- _Provided information_
//! Client handlers. Every query is scoped to the authenticated user.

use axum::{
    extract::{Json, Path, Query, State},
    http::StatusCode,
};
use rust_decimal::prelude::ToPrimitive;
use serde_json::json;
use service_core::error::AppError;

use crate::dtos::clients::{
    CreateClientRequest, ListClientsQuery, RevenueDataQuery, RevenueDataResponse,
    UpdateClientRequest,
};
use crate::dtos::MessageResponse;
use crate::middleware::auth::AuthUser;
use crate::middleware::feature_gate::{check_plan_quota, Quota};
use crate::models::{ActivityDelta, Client, CreateClient, InvoiceStatus, ListInvoicesFilter};
use crate::reporting::client_revenue_series;
use crate::services::metrics::record_client_operation;
use crate::services::refresh_client_stats;
use crate::services::usage::CLIENT_CREATED;
use crate::startup::AppState;
use crate::utils::ValidatedJson;

const DEFAULT_REVENUE_MONTHS: usize = 7;
const MAX_REVENUE_MONTHS: usize = 120;

fn client_not_found() -> AppError {
    AppError::NotFound(anyhow::anyhow!("Client not found"))
}

/// Missing, unparseable or negative values fall back to the default.
fn revenue_months(raw: Option<&str>) -> usize {
    raw.and_then(|s| s.trim().parse::<usize>().ok())
        .unwrap_or(DEFAULT_REVENUE_MONTHS)
        .min(MAX_REVENUE_MONTHS)
}

/// POST /api/clients
pub async fn create_client(
    State(state): State<AppState>,
    user: AuthUser,
    ValidatedJson(req): ValidatedJson<CreateClientRequest>,
) -> Result<(StatusCode, Json<Client>), AppError> {
    check_plan_quota(&state, user.id(), Quota::Clients).await?;

    let client = state
        .store
        .create_client(CreateClient {
            user_id: user.id().to_string(),
            name: req.name.trim().to_string(),
            email: req.email,
            avatar: req.avatar,
            payment_delay: req.payment_delay,
        })
        .await?;

    record_client_operation("created");
    state
        .usage
        .track(
            user.id(),
            CLIENT_CREATED,
            Some(json!({ "client_id": client.id, "client_name": client.name })),
        )
        .await;
    state.usage.bump_daily(user.id(), ActivityDelta::client()).await;

    tracing::info!(user_id = %user.id(), client_id = %client.id, "Client created");

    Ok((StatusCode::CREATED, Json(client)))
}

/// GET /api/clients?search=
pub async fn list_clients(
    State(state): State<AppState>,
    user: AuthUser,
    Query(query): Query<ListClientsQuery>,
) -> Result<Json<Vec<Client>>, AppError> {
    let search = query.search.as_deref().map(str::trim).filter(|s| !s.is_empty());
    let clients = state.store.list_clients(user.id(), search).await?;

    let mut refreshed = Vec::with_capacity(clients.len());
    for client in clients {
        refreshed.push(refresh_client_stats(state.store.as_ref(), client).await?);
    }

    Ok(Json(refreshed))
}

/// GET /api/clients/:id
pub async fn get_client(
    State(state): State<AppState>,
    user: AuthUser,
    Path(client_id): Path<String>,
) -> Result<Json<Client>, AppError> {
    let client = state
        .store
        .get_client(user.id(), &client_id)
        .await?
        .ok_or_else(client_not_found)?;

    Ok(Json(refresh_client_stats(state.store.as_ref(), client).await?))
}

/// PUT /api/clients/:id
pub async fn update_client(
    State(state): State<AppState>,
    user: AuthUser,
    Path(client_id): Path<String>,
    ValidatedJson(req): ValidatedJson<UpdateClientRequest>,
) -> Result<Json<Client>, AppError> {
    let client = state
        .store
        .update_client(user.id(), &client_id, req.into())
        .await?
        .ok_or_else(client_not_found)?;

    record_client_operation("updated");
    tracing::info!(user_id = %user.id(), client_id = %client.id, "Client updated");

    Ok(Json(refresh_client_stats(state.store.as_ref(), client).await?))
}

/// DELETE /api/clients/:id
///
/// Clients that still have invoices cannot be deleted.
pub async fn delete_client(
    State(state): State<AppState>,
    user: AuthUser,
    Path(client_id): Path<String>,
) -> Result<Json<MessageResponse>, AppError> {
    if state.store.get_client(user.id(), &client_id).await?.is_none() {
        return Err(client_not_found());
    }

    let invoices = state
        .store
        .list_invoices(user.id(), &ListInvoicesFilter::for_client(&client_id))
        .await?;
    if !invoices.is_empty() {
        return Err(AppError::BadRequest(anyhow::anyhow!(
            "Cannot delete client with existing invoices"
        )));
    }

    if !state.store.delete_client(user.id(), &client_id).await? {
        return Err(client_not_found());
    }

    record_client_operation("deleted");
    tracing::info!(user_id = %user.id(), client_id = %client_id, "Client deleted");

    Ok(Json(MessageResponse::new("Client deleted successfully")))
}

/// GET /api/clients/:id/revenue-data?months=7
///
/// Amounts of the client's most recent paid invoices, newest first, padded
/// with zeros to `months` entries.
pub async fn client_revenue_data(
    State(state): State<AppState>,
    user: AuthUser,
    Path(client_id): Path<String>,
    Query(query): Query<RevenueDataQuery>,
) -> Result<Json<RevenueDataResponse>, AppError> {
    if state.store.get_client(user.id(), &client_id).await?.is_none() {
        return Err(client_not_found());
    }

    let months = revenue_months(query.months.as_deref());
    let filter = ListInvoicesFilter {
        status: Some(InvoiceStatus::Paid),
        ..ListInvoicesFilter::for_client(&client_id)
    };
    let invoices = state.store.list_invoices(user.id(), &filter).await?;

    let revenue_data = client_revenue_series(&invoices, months)
        .into_iter()
        .map(|amount| amount.to_f64().unwrap_or_default())
        .collect();

    Ok(Json(RevenueDataResponse {
        client_id,
        months,
        revenue_data,
    }))
}

#[cfg(test)]
mod tests {
    use super::*;

    #[test]
    fn revenue_months_defaults_and_caps() {
        assert_eq!(revenue_months(None), 7);
        assert_eq!(revenue_months(Some("12")), 12);
        assert_eq!(revenue_months(Some("-1")), 7);
        assert_eq!(revenue_months(Some("six")), 7);
        assert_eq!(revenue_months(Some("0")), 0);
        assert_eq!(revenue_months(Some("100000")), MAX_REVENUE_MONTHS);
    }
}
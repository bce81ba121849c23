use super::Invoice;
use crate::currency::round_money;
use chrono::{DateTime, Utc};
use rust_decimal::Decimal;
use serde::{Deserialize, Serialize};
use sqlx::FromRow;

/// A customer of the user. The `total_*`, `invoice_count` and
/// `average_invoice` columns are a cache of [`ClientStats`].
#[derive(Debug, Clone, Serialize, Deserialize, FromRow)]
pub struct Client {
    pub id: String,
    pub user_id: String,
    pub name: String,
    pub email: String,
    pub avatar: String,
    pub payment_delay: i32,
    #[serde(with = "rust_decimal::serde::float")]
    pub total_invoiced: Decimal,
    #[serde(with = "rust_decimal::serde::float")]
    pub total_paid: Decimal,
    pub invoice_count: i32,
    #[serde(with = "rust_decimal::serde::float")]
    pub average_invoice: Decimal,
    pub created_at: DateTime<Utc>,
    pub updated_at: DateTime<Utc>,
}

#[derive(Debug, Clone)]
pub struct CreateClient {
    pub user_id: String,
    pub name: String,
    pub email: String,
    pub avatar: String,
    pub payment_delay: i32,
}

#[derive(Debug, Clone, Default)]
pub struct UpdateClient {
    pub name: Option<String>,
    pub email: Option<String>,
    pub avatar: Option<String>,
    pub payment_delay: Option<i32>,
}

impl Client {
    pub fn apply(&mut self, update: &UpdateClient) {
        if let Some(name) = &update.name {
            self.name = name.clone();
        }
        if let Some(email) = &update.email {
            self.email = email.clone();
        }
        if let Some(avatar) = &update.avatar {
            self.avatar = avatar.clone();
        }
        if let Some(payment_delay) = update.payment_delay {
            self.payment_delay = payment_delay;
        }
    }

    pub fn set_stats(&mut self, stats: &ClientStats) {
        self.total_invoiced = stats.total_invoiced;
        self.total_paid = stats.total_paid;
        self.invoice_count = stats.invoice_count;
        self.average_invoice = stats.average_invoice;
    }

    pub fn stats(&self) -> ClientStats {
        ClientStats {
            total_invoiced: self.total_invoiced,
            total_paid: self.total_paid,
            invoice_count: self.invoice_count,
            average_invoice: self.average_invoice,
        }
    }
}

/// Aggregates over one client's invoices, in their stored amounts.
#[derive(Debug, Clone, Default, PartialEq, Eq)]
pub struct ClientStats {
    pub total_invoiced: Decimal,
    pub total_paid: Decimal,
    pub invoice_count: i32,
    pub average_invoice: Decimal,
}

impl ClientStats {
    pub fn from_invoices<'a, I>(invoices: I) -> Self
    where
        I: IntoIterator<Item = &'a Invoice>,
    {
        let mut stats = ClientStats::default();
        for inv in invoices {
            stats.total_invoiced += inv.amount;
            if inv.is_paid() {
                stats.total_paid += inv.amount;
            }
            stats.invoice_count += 1;
        }

        if stats.invoice_count > 0 {
            stats.average_invoice =
                round_money(stats.total_invoiced / Decimal::from(stats.invoice_count));
        }

        stats
    }
}
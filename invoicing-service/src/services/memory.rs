//! In-process [`Store`] used by tests and `STORAGE_BACKEND=memory`.
//!
//! Mirrors the relational schema closely enough for the handlers not to
//! notice: unique emails, foreign keys from invoices to clients and from
//! subscriptions to plans, and cascading deletes of a user's rows.

use super::store::Store;
use crate::ids::{self, IdKind};
use crate::models::{
    ActivityDelta, AnalyticsData, Client, ClientStats, CreateClient, CreateInvoice,
    CreateUsageLog, CreateUser, Invoice, ListInvoicesFilter, Plan, PreferencesInput,
    Subscription, UpdateClient, UpdateInvoice, UpdateUser, UpsertSubscription, UsageLog, User,
    UserPreferences,
};
use async_trait::async_trait;
use chrono::{DateTime, NaiveDate, Utc};
use rust_decimal::Decimal;
use service_core::error::AppError;
use std::collections::BTreeMap;
use std::sync::Arc;
use tokio::sync::RwLock;

#[derive(Debug, Default)]
struct Tables {
    users: BTreeMap<String, User>,
    plans: BTreeMap<String, Plan>,
    /// Keyed by user id.
    subscriptions: BTreeMap<String, Subscription>,
    /// Keyed by user id.
    preferences: BTreeMap<String, UserPreferences>,
    clients: BTreeMap<String, Client>,
    invoices: BTreeMap<String, Invoice>,
    usage_logs: Vec<UsageLog>,
    analytics: BTreeMap<(String, NaiveDate), AnalyticsData>,
}

impl Tables {
    fn email_taken(&self, email: &str, except_user: Option<&str>) -> bool {
        self.users
            .values()
            .any(|u| u.email == email && Some(u.id.as_str()) != except_user)
    }

    fn owned_client_mut(&mut self, user_id: &str, client_id: &str) -> Option<&mut Client> {
        self.clients
            .get_mut(client_id)
            .filter(|c| c.user_id == user_id)
    }

    fn owned_invoice_mut(&mut self, user_id: &str, invoice_id: &str) -> Option<&mut Invoice> {
        self.invoices
            .get_mut(invoice_id)
            .filter(|i| i.user_id == user_id)
    }
}

#[derive(Debug, Clone, Default)]
pub struct MemoryStore {
    tables: Arc<RwLock<Tables>>,
}

impl MemoryStore {
    pub fn new() -> Self {
        Self::default()
    }
}

fn newest_first<T, F>(rows: &mut [T], key: F)
where
    F: Fn(&T) -> (DateTime<Utc>, &str),
{
    rows.sort_by(|a, b| key(b).cmp(&key(a)));
}

fn contains_ci(haystack: &str, needle_lower: &str) -> bool {
    haystack.to_lowercase().contains(needle_lower)
}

- _Directions_
Write out only the lines from the very start of the entries above to the line that includes "const MAX_REVENUE_MONTHS: usize = 120;", both ends included, each one unchanged.

- _Task response_
//! Client handlers. Every query is scoped to the authenticated user.

use axum::{
    extract::{Json, Path, Query, State},
    http::StatusCode,
};
use rust_decimal::prelude::ToPrimitive;
use serde_json::json;
use service_core::error::AppError;

use crate::dtos::clients::{
    CreateClientRequest, ListClientsQuery, RevenueDataQuery, RevenueDataResponse,
    UpdateClientRequest,
};
use crate::dtos::MessageResponse;
use crate::middleware::auth::AuthUser;
use crate::middleware::feature_gate::{check_plan_quota, Quota};
use crate::models::{ActivityDelta, Client, CreateClient, InvoiceStatus, ListInvoicesFilter};
use crate::reporting::client_revenue_series;
use crate::services::metrics::record_client_operation;
use crate::services::refresh_client_stats;
use crate::services::usage::CLIENT_CREATED;
use crate::startup::AppState;
use crate::utils::ValidatedJson;

const DEFAULT_REVENUE_MONTHS: usize = 7;
const MAX_REVENUE_MONTHS: usize = 120;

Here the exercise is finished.